Weatherford was recognized for having played an instrumental role during his tenure as an Oregon legislator in the passage of a law compensating the counties of Western Oregon for millions of dollars in lost tax revenues related to land grants to the Oregon and California Railroad.

Weatherford was nominated by the Democratic Party of Oregon to be its candidate for Congress in the Oregon 1st Congressional District in the election of November 1902. He was unsuccessful in this campaign, falling to defeat at the hands of incumbent Thomas H. Tongue, who died before the start of the 58th Congress to which he had been elected.

===Later years===

Following the end of his partisan political career Weatherford continued to be an active member of the Albany School Board, serving continuously on that body for a total of 52 years. He also remained active in a number of fraternal and benevolent organizations, including the Masons, the Benevolent and Protective Order of Elks, and the Independent Order of Odd Fellows. He served as a Grand Master of the last mentioned organization.

Weatherford was a longtime member of the Oregon Agricultural College Board of Regents from 1886 through 1929, serving as the president of that body from 1901 to the end of his tenure. Construction began in March of that year and took a period of six months, with some $460,000 being expended upon the project.

===Death and legacy===

James K. Weatherford, Sr. died at his home in Albany, Oregon on July 30, 1935. He was 85 years old at the time of his death.

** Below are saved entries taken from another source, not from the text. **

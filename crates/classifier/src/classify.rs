use slb_common::RiskTier;
use slb_normalizer::NormalizedCommand;

use crate::engine::PatternEngine;

/// Result of classifying one command (§4.2).
#[derive(Debug, Clone, PartialEq, Eq)]
pub struct ClassifyResult {
    pub tier: RiskTier,
    pub matched_pattern: Option<String>,
    pub min_approvals: u32,
    pub needs_approval: bool,
    pub is_safe: bool,
    pub matched_segments: Vec<String>,
    pub parse_error: bool,
}

/// A segment's raw classification before the parse-error upgrade is applied.
enum RawClass {
    Matched(RiskTier, String),
    Unmatched,
}

/// Precedence order for single-segment lookup: safe first, then critical,
/// then dangerous, then caution.
const PRECEDENCE: [RiskTier; 4] = [
    RiskTier::Safe,
    RiskTier::Critical,
    RiskTier::Dangerous,
    RiskTier::Caution,
];

fn classify_raw(engine: &PatternEngine, segment: &str) -> RawClass {
    for tier in PRECEDENCE {
        if let Some(&idx) = engine.matches(tier, segment).first() {
            let desc = engine
                .description_at(tier, idx)
                .unwrap_or_else(|| segment.to_string());
            return RawClass::Matched(tier, desc);
        }
    }

    match fallback_sql_detector(segment) {
        Some((tier, desc)) => RawClass::Matched(tier, desc),
        None => RawClass::Unmatched,
    }
}

/// `DELETE FROM` without `WHERE` is critical; with `WHERE` is dangerous.
/// Only consulted when no tier pattern matched.
fn fallback_sql_detector(segment: &str) -> Option<(RiskTier, String)> {
    let lower = segment.to_ascii_lowercase();
    if !lower.contains("delete from") {
        return None;
    }
    if lower.contains("where") {
        Some((RiskTier::Dangerous, "DELETE FROM with WHERE clause".to_string()))
    } else {
        Some((RiskTier::Critical, "DELETE FROM without WHERE clause".to_string()))
    }
}

/// Strip an `xargs` prefix (and its flags) so the wrapped command is what
/// gets classified, e.g. `xargs -I{} rm {}` classifies `rm {}`.
fn xargs_inner(segment: &str) -> &str {
    let mut rest = match segment.trim_start().strip_prefix("xargs") {
        Some(r) => r,
        None => return segment,
    };
    loop {
        rest = rest.trim_start();
        match rest.split_whitespace().next() {
            Some(tok) if tok.starts_with('-') => rest = &rest[tok.len()..],
            _ => break,
        }
    }
    let rest = rest.trim_start();
    if rest.is_empty() { segment } else { rest }
}

/// Classify a normalized command (§4.2). Compound commands take the highest
/// tier observed across segments, under `critical > dangerous > caution >
/// safe`; the parse-error upgrade (§4.2) is then applied once, overall.
#[must_use]
pub fn classify(engine: &PatternEngine, normalized: &NormalizedCommand) -> ClassifyResult {
    let mut matched_segments = Vec::new();
    let mut best: Option<(RiskTier, String)> = None;
    let mut any_matched = false;

    let segments: Vec<&str> = if normalized.segments.is_empty() {
        vec![normalized.primary.as_str()]
    } else {
        normalized.segments.iter().map(String::as_str).collect()
    };

    for segment in &segments {
        let target = xargs_inner(segment);
        match classify_raw(engine, target) {
            RawClass::Matched(tier, desc) => {
                any_matched = true;
                matched_segments.push((*segment).to_string());
                let better = match &best {
                    Some((best_tier, _)) => tier > *best_tier,
                    None => true,
                };
                if better {
                    best = Some((tier, desc));
                }
            },
            RawClass::Unmatched => {},
        }
    }

    let (mut tier, mut matched_pattern) = match &best {
        Some((tier, desc)) => (*tier, Some(desc.clone())),
        None => (RiskTier::Safe, None),
    };

    if normalized.parse_error {
        if any_matched {
            tier = tier.upgrade();
        } else {
            tier = RiskTier::Caution;
            matched_pattern = Some("parse_error".to_string());
        }
    }

    let needs_approval = tier != RiskTier::Safe;
    ClassifyResult {
        tier,
        matched_pattern,
        min_approvals: tier.base_min_approvals(),
        needs_approval,
        is_safe: tier == RiskTier::Safe,
        matched_segments,
        parse_error: normalized.parse_error,
    }
}

#[allow(clippy::unwrap_used, clippy::expect_used)]
#[cfg(test)]
mod tests {
    use slb_normalizer::normalize;

    use super::*;
    use crate::engine::PatternEngine;

    fn engine() -> PatternEngine {
        PatternEngine::new().unwrap()
    }

    #[test]
    fn s1_force_with_lease_is_dangerous() {
        let engine = engine();
        let n = normalize("git push --force-with-lease origin main", None);
        let r = classify(&engine, &n);
        assert_eq!(r.tier, RiskTier::Dangerous);
        assert_eq!(r.min_approvals, 1);
        assert!(r.needs_approval);
    }

    #[test]
    fn s2_quoted_delete_is_critical() {
        let engine = engine();
        let n = normalize("psql -c 'DELETE FROM users;'", None);
        let r = classify(&engine, &n);
        assert_eq!(r.tier, RiskTier::Critical);
        assert!(r.matched_pattern.unwrap().to_uppercase().contains("DELETE"));
        assert_eq!(r.min_approvals, 2);
    }

    #[test]
    fn s3_compound_takes_max_tier() {
        let engine = engine();
        let n = normalize("ls && rm -rf /etc", None);
        let r = classify(&engine, &n);
        assert_eq!(r.tier, RiskTier::Critical);
    }

    #[test]
    fn precedence_safe_beats_everything() {
        let engine = engine();
        let n = normalize("git stash", None);
        let r = classify(&engine, &n);
        assert!(r.is_safe);
        assert!(!r.needs_approval);
    }

    #[test]
    fn unmatched_defaults_to_safe() {
        let engine = engine();
        let n = normalize("whoami", None);
        let r = classify(&engine, &n);
        assert_eq!(r.tier, RiskTier::Safe);
    }

    #[test]
    fn parse_error_upgrades_unmatched_to_caution() {
        let engine = engine();
        let n = normalize("whoami 'unterminated", None);
        assert!(n.parse_error);
        let r = classify(&engine, &n);
        assert_eq!(r.tier, RiskTier::Caution);
        assert_eq!(r.matched_pattern.as_deref(), Some("parse_error"));
        assert!(r.needs_approval);
    }

    #[test]
    fn parse_error_upgrades_matched_tier_by_one_step() {
        let engine = engine();
        let n = normalize("rm file.txt 'unterminated", None);
        assert!(n.parse_error);
        let r = classify(&engine, &n);
        // "rm file.txt" alone matches caution (`^rm [^-]`); upgraded once -> dangerous.
        assert_eq!(r.tier, RiskTier::Dangerous);
    }

    #[test]
    fn xargs_classifies_wrapped_command() {
        let engine = engine();
        let n = normalize("find . -name '*.tmp' | xargs rm -rf", None);
        let r = classify(&engine, &n);
        assert_eq!(r.tier, RiskTier::Dangerous);
    }
}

Weatherford was married in 1877 to the former Annette Cottle, a native of Linn County, and the couple had two sons, named Realto and Alfred. Rather unusually, the individual named James K. Weatherford, Jr., at one time Linn County District Attorney, was actually the grandson of James K. Weatherford, Sr.

Weatherford is the namesake of Weatherford Hall, a dormitory built at Oregon State Agricultural College in 1928 and still in use on the Oregon State University campus. Construction began in March of that year and took a period of six months, with some $460,000 being expended upon the project. The building remained in use as a residence hall until a deteriorating roof and dangerous wiring forced its closure in 1994. An extensive remodel followed together with a rechristening in 2004 as Weatherford Residential College.

The law practice which Weatherford established in Albany, Oregon in 1875 continues in operation today as Weatherford Thompson, Attorneys at Law.